Importing: A Vegetable Seed Dilemma
Vegetable seed production in lesser-developed countries yields tough challenges and is often viewed as an untenable risk. Yet, there’s a local need and desire for high-quality seed.
Local, regional and national companies striving to kick-start and develop their seed industries hardly can be faulted, as they may simply lack the general capacity to take on such challenges. Nor should multinationals be faulted for being profit-driven. In many cases, they already have a portfolio of varieties that, if imported in specific regions, meet local needs.
As countries around the world aim to transform their seed industries, many look to the United States — not to mimic, but as a means to gain a richer perspective.
Privatization within the U.S. has long been viewed as positive. Robust competition has generated a panorama of options for farmers and consumers and opportunities to make profits for the broad array of companies comprising the seed industry. The U.S. experience, past and future, will likely have great relevance as others struggle to develop, attain functionality and ultimately trend toward maturity.
Agricultural development can be a messy process, and one size does not fit all.

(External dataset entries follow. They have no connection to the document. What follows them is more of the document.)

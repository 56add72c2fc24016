use thiserror::Error;

#[derive(Debug, Error)]
pub enum LiftLogError {
    #[error("Validation error: {0}")]
    Validation(String),

    #[error("Service unreachable: {0}")]
    Unreachable(String),

    #[error("Service error ({status}): {message}")]
    Server { status: u16, message: String },

    #[error("Unexpected response: {0}")]
    Decode(String),

    #[error("Config error: {0}")]
    Config(String),

    #[error("Preference error: {0}")]
    Preference(String),
}

impl LiftLogError {
    /// Text shown to the user in a transient notification.
    pub fn user_message(&self) -> String {
        match self {
            LiftLogError::Validation(msg) => msg.clone(),
            LiftLogError::Unreachable(_) => {
                "Cannot reach the workout service. Check that the backend is running.".to_string()
            }
            LiftLogError::Server { message, .. } => format!("Server error: {}", message),
            LiftLogError::Decode(_) => "The workout service sent an unexpected response".to_string(),
            LiftLogError::Config(msg) => format!("Configuration problem: {}", msg),
            LiftLogError::Preference(msg) => format!("Could not save preferences: {}", msg),
        }
    }

    pub fn is_validation(&self) -> bool {
        matches!(self, LiftLogError::Validation(_))
    }
}

impl From<LiftLogError> for String {
    fn from(err: LiftLogError) -> Self {
        err.to_string()
    }
}

pub type Result<T> = std::result::Result<T, LiftLogError>;

#[cfg(test)]
mod tests {
    use super::*;

    #[test]
    fn test_unreachable_and_server_messages_differ() {
        let unreachable = LiftLogError::Unreachable("connection refused".to_string());
        let server = LiftLogError::Server {
            status: 404,
            message: "User not found".to_string(),
        };

        assert!(unreachable.user_message().contains("Cannot reach"));
        assert_eq!(server.user_message(), "Server error: User not found");
    }

    #[test]
    fn test_validation_message_is_verbatim() {
        let err = LiftLogError::Validation("Enter an exercise name".to_string());
        assert_eq!(err.user_message(), "Enter an exercise name");
        assert!(err.is_validation());
    }
}
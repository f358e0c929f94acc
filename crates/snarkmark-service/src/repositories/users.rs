use super::traits::UserRepository;
use crate::errors::ApiError;
use crate::models::{NewUser, User};
use crate::schema::users;
use async_trait::async_trait;
use diesel::prelude::*;
use diesel::sqlite::SqliteConnection;
use std::sync::{Arc, Mutex};

#[derive(Clone)]
pub struct SqliteUserRepository {
    db: Arc<Mutex<SqliteConnection>>,
}

impl SqliteUserRepository {
    pub fn new(db: Arc<Mutex<SqliteConnection>>) -> Self {
        Self { db }
    }
}

#[async_trait]
impl UserRepository for SqliteUserRepository {
    async fn find_or_create(&self, username: &str) -> Result<User, ApiError> {
        let mut conn = self.db.lock().unwrap();
        let conn = &mut *conn;

        if let Some(user) = users::table
            .filter(users::username.eq(username))
            .select(User::as_select())
            .first(conn)
            .optional()?
        {
            return Ok(user);
        }

        // First sight of this username. A concurrent first login may beat us
        // to the insert; the unique index turns the loser into a no-op and
        // the re-read below returns whichever row won.
        diesel::insert_or_ignore_into(users::table)
            .values(NewUser {
                username: username.to_string(),
            })
            .execute(conn)?;

        let user = users::table
            .filter(users::username.eq(username))
            .select(User::as_select())
            .first(conn)?;
        Ok(user)
    }

    async fn find_by_username(&self, username: &str) -> Result<Option<User>, ApiError> {
        let mut conn = self.db.lock().unwrap();
        let result = users::table
            .filter(users::username.eq(username))
            .select(User::as_select())
            .first(&mut *conn)
            .optional()?;
        Ok(result)
    }
}
use chrono::NaiveDateTime;
use diesel::prelude::*;
use serde::Serialize;

/// A catalog record. Articles are bulk-loaded from the upstream export;
/// the service only ever reads them.
#[derive(Debug, Clone, PartialEq, Queryable, Selectable, Insertable, Serialize)]
#[diesel(table_name = crate::schema::articles)]
#[diesel(check_for_backend(diesel::sqlite::Sqlite))]
pub struct Article {
    pub item_id: String,
    pub title: String,
    pub published_date: String,
    pub creators_string: String,
    pub url: String,
    pub content_type: String,
}

/// Article annotated with the mean of its non-null mark ratings, computed
/// fresh per query. Null when no rated marks exist.
#[derive(Debug, Clone, Serialize)]
pub struct ArticleWithRating {
    #[serde(flatten)]
    pub article: Article,
    pub avg_rating: Option<f64>,
}

#[derive(Debug, Clone, PartialEq, Queryable, Selectable, Serialize)]
#[diesel(table_name = crate::schema::marks)]
#[diesel(check_for_backend(diesel::sqlite::Sqlite))]
pub struct Mark {
    pub id: i32,
    pub item_id: String,
    pub user_id: i32,
    pub note: Option<String>,
    pub rating: Option<f64>,
    pub liked: bool,
    pub created_at: NaiveDateTime,
}

#[derive(Debug, Clone, Insertable)]
#[diesel(table_name = crate::schema::marks)]
pub struct NewMark {
    pub item_id: String,
    pub user_id: i32,
    pub note: Option<String>,
    pub rating: Option<f64>,
    pub liked: bool,
}

#[derive(Debug, Clone, Serialize)]
pub struct MarkWithUser {
    #[serde(flatten)]
    pub mark: Mark,
    pub username: String,
}

/// Mark annotated for a user's activity feed.
#[derive(Debug, Clone, Serialize)]
pub struct MarkWithArticle {
    #[serde(flatten)]
    pub mark: Mark,
    pub username: String,
    pub article_title: String,
    pub article_creators: String,
}

/// Mark annotated for the global recent-activity feed.
#[derive(Debug, Clone, Serialize)]
pub struct RecentMark {
    #[serde(flatten)]
    pub mark: Mark,
    pub username: String,
    pub article_title: String,
    pub article_creators: String,
    pub article_published_date: String,
    pub article_content_type: String,
}

#[derive(Debug, Clone, PartialEq, Queryable, Selectable, Serialize)]
#[diesel(table_name = crate::schema::users)]
#[diesel(check_for_backend(diesel::sqlite::Sqlite))]
pub struct User {
    pub id: i32,
    pub username: String,
    pub email: Option<String>,
    pub created_at: NaiveDateTime,
}

#[derive(Debug, Clone, Insertable)]
#[diesel(table_name = crate::schema::users)]
pub struct NewUser {
    pub username: String,
}

/// Aggregate statistics over all of a user's marks, not just the
/// returned page.
#[derive(Debug, Clone, PartialEq, Serialize)]
#[serde(rename_all = "camelCase")]
pub struct UserStats {
    pub total_read: i64,
    pub total_liked: i64,
    pub avg_rating: Option<f64>,
}

/// Pagination envelope matching the original wire format (camelCase keys).
#[derive(Debug, Clone, PartialEq, Serialize)]
#[serde(rename_all = "camelCase")]
pub struct Pagination {
    pub page: u32,
    pub limit: u32,
    pub total: i64,
    pub total_pages: i64,
    pub has_next: bool,
    pub has_prev: bool,
}

impl Pagination {
    pub fn new(page: u32, limit: u32, total: i64) -> Self {
        let total_pages = (total as u64).div_ceil(limit as u64) as i64;
        Pagination {
            page,
            limit,
            total,
            total_pages,
            has_next: (page as i64) < total_pages,
            has_prev: page > 1,
        }
    }
}
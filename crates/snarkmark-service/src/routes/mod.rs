use crate::AppState;
use axum::{Json, Router, routing::get};

pub mod api;

async fn health() -> Json<&'static str> {
    Json("OK")
}

pub fn create_router<S: AppState>() -> Router<S> {
    Router::new()
        .route("/health", get(health))
        .nest("/api", api::create_api_router())
}
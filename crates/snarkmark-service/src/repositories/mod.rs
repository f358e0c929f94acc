mod articles;
mod marks;
mod memory;
mod traits;
mod users;

pub use articles::SqliteArticleRepository;
pub use marks::SqliteMarkRepository;
pub use memory::MemoryStore;
pub use traits::{
    ArticlePage, ArticleRepository, MarkRepository, UserMarks, UserRepository,
};
pub use users::SqliteUserRepository;
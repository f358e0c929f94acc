use super::traits::{ArticlePage, ArticleRepository};
use crate::errors::ApiError;
use crate::models::{Article, ArticleWithRating};
use crate::schema::{articles, marks};
use crate::validation::PageParams;
use async_trait::async_trait;
use diesel::dsl::{avg, count_star};
use diesel::prelude::*;
use diesel::sqlite::SqliteConnection;
use std::collections::HashMap;
use std::sync::{Arc, Mutex};

diesel::define_sql_function! {
    /// SQL `lower`, for case-insensitive substring search.
    fn lower(text: diesel::sql_types::Text) -> diesel::sql_types::Text;
}

#[derive(Clone)]
pub struct SqliteArticleRepository {
    db: Arc<Mutex<SqliteConnection>>,
}

impl SqliteArticleRepository {
    pub fn new(db: Arc<Mutex<SqliteConnection>>) -> Self {
        Self { db }
    }
}

#[async_trait]
impl ArticleRepository for SqliteArticleRepository {
    async fn list(
        &self,
        params: &PageParams,
        search: Option<&str>,
    ) -> Result<ArticlePage, ApiError> {
        let mut conn = self.db.lock().unwrap();
        let conn = &mut *conn;

        let mut count_query = articles::table.select(count_star()).into_boxed();
        let mut page_query = articles::table.select(Article::as_select()).into_boxed();

        if let Some(needle) = search {
            let pattern = format!("%{}%", needle.to_lowercase());
            count_query = count_query.filter(
                lower(articles::title)
                    .like(pattern.clone())
                    .or(lower(articles::creators_string).like(pattern.clone())),
            );
            page_query = page_query.filter(
                lower(articles::title)
                    .like(pattern.clone())
                    .or(lower(articles::creators_string).like(pattern)),
            );
        }

        let total: i64 = count_query.get_result(conn)?;

        let rows: Vec<Article> = page_query
            .order((articles::published_date.desc(), articles::item_id.asc()))
            .limit(params.limit as i64)
            .offset(params.offset())
            .load(conn)?;

        // Mean ratings for just the returned page, merged in afterwards.
        let ids: Vec<String> = rows.iter().map(|a| a.item_id.clone()).collect();
        let ratings: HashMap<String, Option<f64>> = marks::table
            .filter(marks::item_id.eq_any(ids))
            .group_by(marks::item_id)
            .select((marks::item_id, avg(marks::rating)))
            .load::<(String, Option<f64>)>(conn)?
            .into_iter()
            .collect();

        let items = rows
            .into_iter()
            .map(|article| {
                let avg_rating = ratings.get(&article.item_id).copied().flatten();
                ArticleWithRating {
                    article,
                    avg_rating,
                }
            })
            .collect();

        Ok(ArticlePage { items, total })
    }

    async fn get(&self, item_id: &str) -> Result<Option<Article>, ApiError> {
        let mut conn = self.db.lock().unwrap();
        let result = articles::table
            .find(item_id)
            .select(Article::as_select())
            .first(&mut *conn)
            .optional()?;
        Ok(result)
    }
}
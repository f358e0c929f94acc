use super::traits::{
    ArticlePage, ArticleRepository, MarkRepository, UserMarks, UserRepository,
};
use crate::errors::ApiError;
use crate::models::{
    Article, ArticleWithRating, Mark, MarkWithArticle, MarkWithUser, NewMark, RecentMark, User,
    UserStats,
};
use crate::validation::PageParams;
use async_trait::async_trait;
use chrono::Utc;
use std::cmp::Reverse;
use std::sync::{Arc, Mutex};

/// Fixture-backed implementation of all three stores, standing in for the
/// relational backend during demos and local development. Selected with
/// `SNARKMARK_BACKEND=memory`; never live alongside the SQLite backend.
#[derive(Clone)]
pub struct MemoryStore {
    inner: Arc<Mutex<Inner>>,
}

struct Inner {
    articles: Vec<Article>,
    marks: Vec<Mark>,
    users: Vec<User>,
    next_mark_id: i32,
    next_user_id: i32,
}

impl MemoryStore {
    pub fn new() -> Self {
        MemoryStore {
            inner: Arc::new(Mutex::new(Inner {
                articles: Vec::new(),
                marks: Vec::new(),
                users: Vec::new(),
                next_mark_id: 1,
                next_user_id: 1,
            })),
        }
    }

    /// A small catalog of well-known papers to browse against.
    pub fn with_fixture_catalog() -> Self {
        let store = Self::new();
        store.inner.lock().unwrap().articles = fixture_articles();
        store
    }

    pub fn insert_article(&self, article: Article) {
        self.inner.lock().unwrap().articles.push(article);
    }

    fn avg_rating_for(inner: &Inner, item_id: &str) -> Option<f64> {
        let ratings: Vec<f64> = inner
            .marks
            .iter()
            .filter(|m| m.item_id == item_id)
            .filter_map(|m| m.rating)
            .collect();
        if ratings.is_empty() {
            None
        } else {
            Some(ratings.iter().sum::<f64>() / ratings.len() as f64)
        }
    }

    fn username_for(inner: &Inner, user_id: i32) -> String {
        inner
            .users
            .iter()
            .find(|u| u.id == user_id)
            .map(|u| u.username.clone())
            .unwrap_or_default()
    }
}

impl Default for MemoryStore {
    fn default() -> Self {
        Self::new()
    }
}

#[async_trait]
impl ArticleRepository for MemoryStore {
    async fn list(
        &self,
        params: &PageParams,
        search: Option<&str>,
    ) -> Result<ArticlePage, ApiError> {
        let inner = self.inner.lock().unwrap();

        let needle = search.map(str::to_lowercase);
        let mut matches: Vec<&Article> = inner
            .articles
            .iter()
            .filter(|a| match &needle {
                Some(needle) => {
                    a.title.to_lowercase().contains(needle)
                        || a.creators_string.to_lowercase().contains(needle)
                }
                None => true,
            })
            .collect();
        matches.sort_by(|a, b| {
            b.published_date
                .cmp(&a.published_date)
                .then(a.item_id.cmp(&b.item_id))
        });

        let total = matches.len() as i64;
        let items = matches
            .into_iter()
            .skip(params.offset() as usize)
            .take(params.limit as usize)
            .map(|article| ArticleWithRating {
                avg_rating: Self::avg_rating_for(&inner, &article.item_id),
                article: article.clone(),
            })
            .collect();

        Ok(ArticlePage { items, total })
    }

    async fn get(&self, item_id: &str) -> Result<Option<Article>, ApiError> {
        let inner = self.inner.lock().unwrap();
        Ok(inner.articles.iter().find(|a| a.item_id == item_id).cloned())
    }
}

#[async_trait]
impl MarkRepository for MemoryStore {
    async fn create(&self, mark: &NewMark) -> Result<Mark, ApiError> {
        let mut inner = self.inner.lock().unwrap();

        // Same outcome as a foreign-key violation in the relational backend.
        if !inner.articles.iter().any(|a| a.item_id == mark.item_id)
            || !inner.users.iter().any(|u| u.id == mark.user_id)
        {
            return Err(ApiError::Internal);
        }

        let created = Mark {
            id: inner.next_mark_id,
            item_id: mark.item_id.clone(),
            user_id: mark.user_id,
            note: mark.note.clone(),
            rating: mark.rating,
            liked: mark.liked,
            created_at: Utc::now().naive_utc(),
        };
        inner.next_mark_id += 1;
        inner.marks.push(created.clone());
        Ok(created)
    }

    async fn list_by_article(&self, item_id: &str) -> Result<Vec<MarkWithUser>, ApiError> {
        let inner = self.inner.lock().unwrap();
        let mut marks: Vec<&Mark> = inner
            .marks
            .iter()
            .filter(|m| m.item_id == item_id)
            .collect();
        marks.sort_by_key(|m| Reverse((m.created_at, m.id)));

        Ok(marks
            .into_iter()
            .map(|mark| MarkWithUser {
                username: Self::username_for(&inner, mark.user_id),
                mark: mark.clone(),
            })
            .collect())
    }

    async fn list_by_user(&self, user_id: i32, limit: u32) -> Result<UserMarks, ApiError> {
        let inner = self.inner.lock().unwrap();
        let mut marks: Vec<&Mark> = inner
            .marks
            .iter()
            .filter(|m| m.user_id == user_id)
            .collect();
        marks.sort_by_key(|m| Reverse((m.created_at, m.id)));

        let total_read = marks.len() as i64;
        let total_liked = marks.iter().filter(|m| m.liked).count() as i64;
        let ratings: Vec<f64> = marks.iter().filter_map(|m| m.rating).collect();
        let avg_rating = if ratings.is_empty() {
            None
        } else {
            Some(ratings.iter().sum::<f64>() / ratings.len() as f64)
        };

        let items = marks
            .into_iter()
            .take(limit as usize)
            .map(|mark| {
                let article = inner.articles.iter().find(|a| a.item_id == mark.item_id);
                MarkWithArticle {
                    username: Self::username_for(&inner, mark.user_id),
                    article_title: article.map(|a| a.title.clone()).unwrap_or_default(),
                    article_creators: article
                        .map(|a| a.creators_string.clone())
                        .unwrap_or_default(),
                    mark: mark.clone(),
                }
            })
            .collect();

        Ok(UserMarks {
            items,
            stats: UserStats {
                total_read,
                total_liked,
                avg_rating,
            },
        })
    }

    async fn list_recent(&self, limit: u32) -> Result<Vec<RecentMark>, ApiError> {
        let inner = self.inner.lock().unwrap();
        let mut marks: Vec<&Mark> = inner.marks.iter().collect();
        marks.sort_by_key(|m| Reverse((m.created_at, m.id)));

        Ok(marks
            .into_iter()
            .take(limit as usize)
            .map(|mark| {
                let article = inner.articles.iter().find(|a| a.item_id == mark.item_id);
                RecentMark {
                    username: Self::username_for(&inner, mark.user_id),
                    article_title: article.map(|a| a.title.clone()).unwrap_or_default(),
                    article_creators: article
                        .map(|a| a.creators_string.clone())
                        .unwrap_or_default(),
                    article_published_date: article
                        .map(|a| a.published_date.clone())
                        .unwrap_or_default(),
                    article_content_type: article
                        .map(|a| a.content_type.clone())
                        .unwrap_or_default(),
                    mark: mark.clone(),
                }
            })
            .collect())
    }
}

#[async_trait]
impl UserRepository for MemoryStore {
    async fn find_or_create(&self, username: &str) -> Result<User, ApiError> {
        let mut inner = self.inner.lock().unwrap();

        if let Some(user) = inner.users.iter().find(|u| u.username == username) {
            return Ok(user.clone());
        }

        let user = User {
            id: inner.next_user_id,
            username: username.to_string(),
            email: None,
            created_at: Utc::now().naive_utc(),
        };
        inner.next_user_id += 1;
        inner.users.push(user.clone());
        Ok(user)
    }

    async fn find_by_username(&self, username: &str) -> Result<Option<User>, ApiError> {
        let inner = self.inner.lock().unwrap();
        Ok(inner.users.iter().find(|u| u.username == username).cloned())
    }
}

fn fixture_articles() -> Vec<Article> {
    let papers = [
        (
            "1706.03762",
            "Attention Is All You Need",
            "2017-06-12",
            "Vaswani A., Shazeer N., Parmar N., Uszkoreit J.",
            "https://arxiv.org/abs/1706.03762",
        ),
        (
            "1810.04805",
            "BERT: Pre-training of Deep Bidirectional Transformers",
            "2019-05-24",
            "Devlin J., Chang M.W., Lee K., Toutanova K.",
            "https://arxiv.org/abs/1810.04805",
        ),
        (
            "2303.08774",
            "GPT-4 Technical Report",
            "2023-03-15",
            "OpenAI",
            "https://arxiv.org/abs/2303.08774",
        ),
        (
            "1512.03385",
            "Deep Residual Learning for Image Recognition",
            "2016-06-27",
            "He K., Zhang X., Ren S., Sun J.",
            "https://arxiv.org/abs/1512.03385",
        ),
        (
            "nips-4824",
            "ImageNet Classification with Deep Convolutional Neural Networks",
            "2012-12-03",
            "Krizhevsky A., Sutskever I., Hinton G.E.",
            "https://papers.nips.cc/paper/4824",
        ),
        (
            "1406.2661",
            "Generative Adversarial Networks",
            "2014-06-10",
            "Goodfellow I., Pouget-Abadie J., Mirza M.",
            "https://arxiv.org/abs/1406.2661",
        ),
    ];

    papers
        .into_iter()
        .map(
            |(item_id, title, published_date, creators_string, url)| Article {
                item_id: item_id.to_string(),
                title: title.to_string(),
                published_date: published_date.to_string(),
                creators_string: creators_string.to_string(),
                url: url.to_string(),
                content_type: "article".to_string(),
            },
        )
        .collect()
}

Many small companies grapple with the decision of being a reseller of seed imported by others or being a seed importer. Viewing direct importation as a means of building a more viable seed business and garnering greater profits sounds great, but getting there can be an uphill battle.
Resellers often feel that varieties available through importers might not best serve their farmers. They cite susceptibility to specific diseases or insects and poor adaptability to local environments. Also of concern are the lack of maturity offerings, timely availability of seed during the selling season and pricing.
Yet, the value of an established and reputable seed importer should not be discounted. Importers provide a suite of services beyond that of the seed itself. Existing importers have overcome a number of hurdles that often prove to be most difficult for aspiring importers.
Small companies might have many reasons for wanting to become a direct seed importer. It might be to gain more day-to-day control of their business, or to retain a larger portion of farmer seed sales revenue or the opportunity to supply other resellers.
I caution companies to not overlook five seemingly innocuous challenges that could result in failure: The import license process; integrity and business acumen of their representatives; language fluency among all parties; capability of those sourcing seed for importation; and functionality of the communications channel.
Finding representatives or partners that have capability, integrity and business acumen may well be the easiest part. Dealing with and managing the bureaucracy, language challenges and communication channels may be among the most difficult.
Don’t underestimate the degree of difficulty required to identify, prioritize and accomplish important tasks; the magnitude and intensity of time required of key personnel to accomplish critical tasks in a timely manner; and the monetary cost, including “cost of lost opportunities.”
Becoming an importer may be a means, but certainly is not an end, to building a vibrant business. Newly designated importers must capitalize on their ability to offer direct imported seed to farmers while continuing to build their core business.